Discussion Author: Matthew Kinzie
Ovarian Tumors occur in roughly 2% per 1,000,000 of the US population. Most tumors are functional but some are nonfunctioning in children and present as a pelvic or abdominal mass. Ovarian tumors are classified according to the origin of their cellular components including germ cell, surface epithelial cell, and sex cord stromal tumors. Germ cell types are the most common in children and among these, the most is the teratoma. These tumors have a potential for malignancy and this is found more commonly in solid teratomas, though the solid type is less common than the cystic variety. Teratomas commonly present in adolescent females and are usually not found until they have grown to a palpable size or are large enough to twist and produce abdominal pain. The tumors may be picked up on plain film due to the presence of calcification in two thirds of teratomas.
Dysgerminoma is the second most common ovarian tumor in pediatrics after the teratoma and is the most common malignant ovarian tumor in children and adolescents. The tumor is typically low-grade and on imaging is solid, smooth and well encapsulated. 20% of dysgerminomas are bilateral and the tumors are usually large at diagnosis.
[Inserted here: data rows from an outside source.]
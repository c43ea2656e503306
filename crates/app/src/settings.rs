//! Handles settings for the application. Configuration is read from an
//! optional `settings.toml` and `LOCKFIN__*` environment variables
//! (e.g. `LOCKFIN__SERVER__PORT=8080`).
//!
//! See `settings.example.toml` for the configuration.
use config::{Config, ConfigError, Environment, File};
use serde::Deserialize;

#[derive(Debug, Deserialize)]
pub struct App {
    #[serde(default = "default_level")]
    pub level: String,
}

impl Default for App {
    fn default() -> Self {
        Self {
            level: default_level(),
        }
    }
}

fn default_level() -> String {
    "info".to_string()
}

#[derive(Debug, Deserialize)]
pub struct Server {
    pub bind: Option<String>,
    pub port: u16,
}

#[derive(Debug, Deserialize)]
#[serde(rename_all = "lowercase")]
pub enum Database {
    Memory,
    /// Path of a SQLite file, created when missing.
    Sqlite(String),
    /// Any connection string sea-orm understands.
    Url(String),
}

#[derive(Debug, Deserialize)]
pub struct Settings {
    #[serde(default)]
    pub app: App,
    pub server: Option<Server>,
    pub database: Database,
}

impl Settings {
    pub fn new() -> Result<Self, ConfigError> {
        let settings = Config::builder()
            .add_source(File::with_name("settings").required(false))
            .add_source(Environment::with_prefix("LOCKFIN").separator("__"))
            .build()?;

        settings.try_deserialize()
    }

    /// Address the HTTP server binds to.
    pub fn server_addr(server: &Server) -> String {
        let bind = server.bind.as_deref().unwrap_or("127.0.0.1");
        format!("{bind}:{}", server.port)
    }
}

#[cfg(test)]
mod tests {
    use super::*;
    use config::FileFormat;

    fn parse(raw: &str) -> Settings {
        Config::builder()
            .add_source(File::from_str(raw, FileFormat::Toml))
            .build()
            .unwrap()
            .try_deserialize()
            .unwrap()
    }

    #[test]
    fn reads_sqlite_database_and_server() {
        let settings = parse(
            r#"
            [app]
            level = "debug"

            [server]
            port = 3000

            [database]
            sqlite = "./lockfin.db"
            "#,
        );

        assert_eq!(settings.app.level, "debug");
        assert!(matches!(settings.database, Database::Sqlite(ref path) if path == "./lockfin.db"));
        let server = settings.server.unwrap();
        assert_eq!(Settings::server_addr(&server), "127.0.0.1:3000");
    }

    #[test]
    fn level_defaults_to_info() {
        let settings = parse(
            r#"
            database = "memory"
            "#,
        );

        assert_eq!(settings.app.level, "info");
        assert!(matches!(settings.database, Database::Memory));
        assert!(settings.server.is_none());
    }
}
Dysgerminomas are usually non-functional in nature. These tumors can spread locally and are known to be very radiosensitive. They have a good prognosis with greater than 90% survival.
Simple ovarian cysts are the most common ovarian mass in adolescents. These cysts can be functional when a mature follicle fails to involute. In an asymptomatic patient, if the cyst is <5cm in diameter it is treated conservatively. Complications of cysts include a predisposition to torsion and hemorrhaging into the cyst. Functional ovarian cysts can be subject to hormonal control and fluctuate in size according to hormone levels.
Polycystic Ovarian Syndrome is a disorder resulting from an abnormal feedback loop between the Hypothalamic-Pituitary Axis and the ovary. The disease may cause primary amenorrhea and hirsutism. PCOS is diagnosed by detecting increased LH to FSH levels. Transvaginal ultrasound is used to demonstrate the enlarged ovaries.
Rhabdomyosarcoma is a frequent cause of death due to malignant disease in children and is the most common soft tissue sarcoma in pediatrics. Roughly 10% of all solid tumors in childhood are Rhabdomyosarcomas. These tumors are extremely malignant and tend to invade locally and metastases by hematogenous and lymphatic routes. Without treatment, 90% of patients die within one year of diagnosis. Rhabdomyosarcomas are equal between genders and are bimodal in age distribution with peaks at 4-6 years and 16-18 years of age. These tumors are thought to arise from totipotent mesenchymal cells and the histologic diagnosis can be difficult. Histologic types that can be seen in a rhadomyosarcoma include alveolar, embryonal, embryonal-botryoid, pleomorphic, and undifferentiated. Among these types, the alveolar variety has the worst prognosis. The botyroides type has the classic grape-like appearance. Rhabdomyosarcomas most commonly originate from the pelvis and GU tract with nearly 40% in these areas.